_What you are asked to do_.
Only a number is expected here: the count of lines in the data that contain "Srgb".

(Stored items)

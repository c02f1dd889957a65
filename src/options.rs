use anyhow::{Result, ensure};

use crate::color::DistanceMetric;

/// Knobs for a quantization run.
#[derive(Clone, Debug, PartialEq)]
pub struct QuantizeOptions {
    n_colors: usize,
    metric: DistanceMetric,
}

impl Default for QuantizeOptions {
    fn default() -> Self {
        Self {
            n_colors: 16,
            metric: DistanceMetric::Rgb,
        }
    }
}

impl QuantizeOptions {
    pub fn new(n_colors: usize, metric: DistanceMetric) -> Result<Self> {
        let mut opts = Self::default();
        opts.set_n_colors(n_colors)?;
        opts.set_metric(metric);
        Ok(opts)
    }

    /// Target palette size. Images with fewer distinct colors keep them all.
    pub fn n_colors(&self) -> usize {
        self.n_colors
    }

    pub fn set_n_colors(&mut self, n_colors: usize) -> Result<()> {
        ensure!(n_colors >= 1, "Number of colors must be at least 1");
        self.n_colors = n_colors;
        Ok(())
    }

    pub fn metric(&self) -> DistanceMetric {
        self.metric
    }

    pub fn set_metric(&mut self, metric: DistanceMetric) {
        self.metric = metric;
    }
}

#[cfg(test)]
mod tests {
    use super::*;

    #[test]
    fn defaults() {
        let opts = QuantizeOptions::default();
        assert_eq!(opts.n_colors(), 16);
        assert_eq!(opts.metric(), DistanceMetric::Rgb);
    }

    #[test]
    fn rejects_zero_colors() {
        assert!(QuantizeOptions::new(0, DistanceMetric::Rgb).is_err());
        let mut opts = QuantizeOptions::default();
        assert!(opts.set_n_colors(0).is_err());
        assert_eq!(opts.n_colors(), 16);
        opts.set_n_colors(3).unwrap();
        assert_eq!(opts.n_colors(), 3);
    }
}
use palette::{IntoColor, Lab, LinSrgb, Srgb};

/// An opaque 8-bit RGB color.
///
/// Equality, hashing and ordering are component-wise, so two colors are the
/// same entity iff red, green and blue all match. The derived ordering
/// (red, then green, then blue) is the canonical order used for tie-breaks.
#[derive(Clone, Copy, Debug, Default, PartialEq, Eq, Hash, PartialOrd, Ord)]
pub struct Color {
    pub red: u8,
    pub green: u8,
    pub blue: u8,
}

impl Color {
    pub const fn new(red: u8, green: u8, blue: u8) -> Self {
        Self { red, green, blue }
    }

    /// Euclidean distance in RGB space.
    ///
    /// Component differences are taken in `i32` before squaring, so no
    /// combination of inputs can wrap.
    pub fn distance(&self, other: &Color) -> f64 {
        let dr = self.red as i32 - other.red as i32;
        let dg = self.green as i32 - other.green as i32;
        let db = self.blue as i32 - other.blue as i32;
        ((dr * dr + dg * dg + db * db) as f64).sqrt()
    }

    /// Uppercase `RRGGBB` hex string, no leading `#`.
    pub fn to_hex(&self) -> String {
        format!("{:02X}{:02X}{:02X}", self.red, self.green, self.blue)
    }

    /// CIE L*a*b* coordinates (D65) of this color.
    pub fn to_lab(&self) -> Lab {
        let linear: LinSrgb<f32> = Srgb::<u8>::from(*self).into_linear();
        linear.into_color()
    }
}

impl From<Srgb<u8>> for Color {
    fn from(c: Srgb<u8>) -> Self {
        Self::new(c.red, c.green, c.blue)
    }
}

impl From<Color> for Srgb<u8> {
    fn from(c: Color) -> Self {
        Srgb::new(c.red, c.green, c.blue)
    }
}

impl From<[u8; 3]> for Color {
    fn from(c: [u8; 3]) -> Self {
        Self::new(c[0], c[1], c[2])
    }
}

impl From<Color> for [u8; 3] {
    fn from(c: Color) -> Self {
        [c.red, c.green, c.blue]
    }
}

/// Metric used to weight the edges of the complete color graph.
#[derive(Clone, Copy, Debug, Default, PartialEq, Eq)]
pub enum DistanceMetric {
    /// Euclidean distance over the raw RGB components.
    #[default]
    Rgb,
    /// CIE76: Euclidean distance in CIE L*a*b*.
    Lab,
}

impl DistanceMetric {
    pub fn name(&self) -> &'static str {
        match self {
            Self::Rgb => "rgb",
            Self::Lab => "lab",
        }
    }
}

impl std::str::FromStr for DistanceMetric {
    type Err = anyhow::Error;

    fn from_str(s: &str) -> anyhow::Result<Self> {
        match s.trim().to_ascii_lowercase().as_str() {
            "rgb" => Ok(Self::Rgb),
            "lab" | "cie76" => Ok(Self::Lab),
            other => anyhow::bail!("Unknown distance metric: {other}"),
        }
    }
}

/// Euclidean distance between two Lab points, widened to `f64`.
pub(crate) fn lab_distance(a: &Lab, b: &Lab) -> f64 {
    let dl = a.l as f64 - b.l as f64;
    let da = a.a as f64 - b.a as f64;
    let db = a.b as f64 - b.b as f64;
    (dl * dl + da * da + db * db).sqrt()
}
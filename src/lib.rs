//! Color quantization driven by a minimum spanning tree over an image's
//! distinct colors.
//!
//! Pipeline: [`ColorSet::from_grid`] → [`graph::complete_graph`] →
//! [`graph::order_edges`] → [`mst::kruskal`], then optionally
//! [`Clustering::from_mst`] to cut the tree into `k` palette entries.

use wasm_bindgen::prelude::*;
use image::{DynamicImage, ImageFormat, RgbImage};
use js_sys::{Uint8Array, Array, Object, Reflect};
use anyhow::{Result, anyhow};
use log::info;

pub mod cluster;
pub mod color;
pub mod color_set;
pub mod disjoint_set;
pub mod graph;
pub mod grid;
pub mod mst;
pub mod options;

pub use cluster::Clustering;
pub use color::{Color, DistanceMetric};
pub use color_set::ColorSet;
pub use disjoint_set::DisjointSetForest;
pub use graph::Edge;
pub use grid::ColorGrid;
pub use mst::MinimumSpanningTree;
pub use options::QuantizeOptions;

/// Outcome of a quantization run.
#[derive(Clone, Debug)]
pub struct Quantization {
    /// The recolored grid.
    pub grid: ColorGrid,
    /// Cluster representatives, in cluster order.
    pub palette: Vec<Color>,
    /// Total weight of the MST over the input's distinct colors.
    pub mst_weight: f64,
    /// Number of distinct colors in the input.
    pub distinct_colors: usize,
}

impl Quantization {
    /// Palette as uppercase `RRGGBB` strings.
    pub fn palette_hex(&self) -> Vec<String> {
        self.palette.iter().map(Color::to_hex).collect()
    }

    /// The recolored grid, encoded as an RGB PNG.
    pub fn to_png(&self) -> Result<Vec<u8>> {
        encode_png(&self.grid.to_rgb_image()?)
    }
}

/// Quantizes a color grid down to at most `options.n_colors()` colors.
pub fn quantize_grid(grid: &ColorGrid, options: &QuantizeOptions) -> Quantization {
    let colors = ColorSet::from_grid(grid);
    let distinct_colors = colors.len();

    let mst = MinimumSpanningTree::build(colors, options.metric());
    let clustering = Clustering::from_mst(&mst, options.n_colors());
    let recolored = clustering.recolor(grid);

    info!(
        "Quantized {}x{} grid: {} distinct colors -> {} ({} metric, MST weight {:.4})",
        grid.width(),
        grid.height(),
        distinct_colors,
        clustering.cluster_count(),
        options.metric().name(),
        mst.total_weight()
    );

    Quantization {
        grid: recolored,
        palette: clustering.palette().to_vec(),
        mst_weight: mst.total_weight(),
        distinct_colors,
    }
}

/// Quantizes a decoded image. Alpha, if any, is dropped.
pub fn quantize_image(img: &DynamicImage, options: &QuantizeOptions) -> Quantization {
    quantize_grid(&ColorGrid::from_rgb_image(&img.to_rgb8()), options)
}

/// MST weight over the distinct colors of `grid`.
pub fn mst_weight(grid: &ColorGrid, metric: DistanceMetric) -> f64 {
    MinimumSpanningTree::build(ColorSet::from_grid(grid), metric).total_weight()
}

fn encode_png(img: &RgbImage) -> Result<Vec<u8>> {
    let mut buf = Vec::new();
    {
        let mut cursor = std::io::Cursor::new(&mut buf);
        img.write_to(&mut cursor, ImageFormat::Png)
            .map_err(|e| anyhow!("PNG encode error: {e}"))?;
    }
    Ok(buf)
}

/// Quantize an encoded image with MST clustering.
///
/// Steps performed:
/// 1. Decode and collect the distinct colors.
/// 2. Build the MST over the complete color graph.
/// 3. Cut the `n_colors - 1` heaviest tree edges and recolor every pixel with
///    its cluster's mean color.
///
/// Returns an object with `image` (PNG bytes), `palette` (hex strings),
/// `mstWeight` and `distinctColors`.
#[wasm_bindgen]
pub fn quantize(
    input: Vec<u8>,
    n_colors: usize,
    metric: Option<String>,
) -> Result<Object, JsValue> {
    let metric = match metric {
        Some(name) => name
            .parse::<DistanceMetric>()
            .map_err(|e| JsValue::from_str(&e.to_string()))?,
        None => DistanceMetric::default(),
    };
    let options = QuantizeOptions::new(n_colors, metric)
        .map_err(|e| JsValue::from_str(&e.to_string()))?;

    let img = image::load_from_memory(&input)
        .map_err(|e| JsValue::from_str(&format!("Unable to decode image: {e}")))?;

    let result = quantize_image(&img, &options);
    let encoded = result
        .to_png()
        .map_err(|e| JsValue::from_str(&e.to_string()))?;

    // Convert to JS types
    let img_js = Uint8Array::from(encoded.as_slice());
    let palette_js = Array::new();
    for hex in result.palette_hex() {
        palette_js.push(&JsValue::from_str(&hex));
    }

    let out = Object::new();
    Reflect::set(&out, &JsValue::from_str("image"), &img_js)?;
    Reflect::set(&out, &JsValue::from_str("palette"), &palette_js)?;
    Reflect::set(&out, &JsValue::from_str("mstWeight"), &JsValue::from_f64(result.mst_weight))?;
    Reflect::set(
        &out,
        &JsValue::from_str("distinctColors"),
        &JsValue::from_f64(result.distinct_colors as f64),
    )?;

    Ok(out)
}

/// Native counterpart of [`quantize`]: returns the PNG bytes and the run
/// summary.
#[cfg(not(target_arch = "wasm32"))]
pub fn quantize_bytes(input: &[u8], options: &QuantizeOptions) -> Result<(Vec<u8>, Quantization)> {
    let img = image::load_from_memory(input)?;
    let result = quantize_image(&img, options);
    let png = result.to_png()?;
    Ok((png, result))
}

/// MST weight over the distinct colors of an encoded image.
#[cfg(not(target_arch = "wasm32"))]
pub fn mst_weight_bytes(input: &[u8], metric: DistanceMetric) -> Result<f64> {
    let img = image::load_from_memory(input)?;
    Ok(mst_weight(&ColorGrid::from_rgb_image(&img.to_rgb8()), metric))
}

_Problem solution_.
6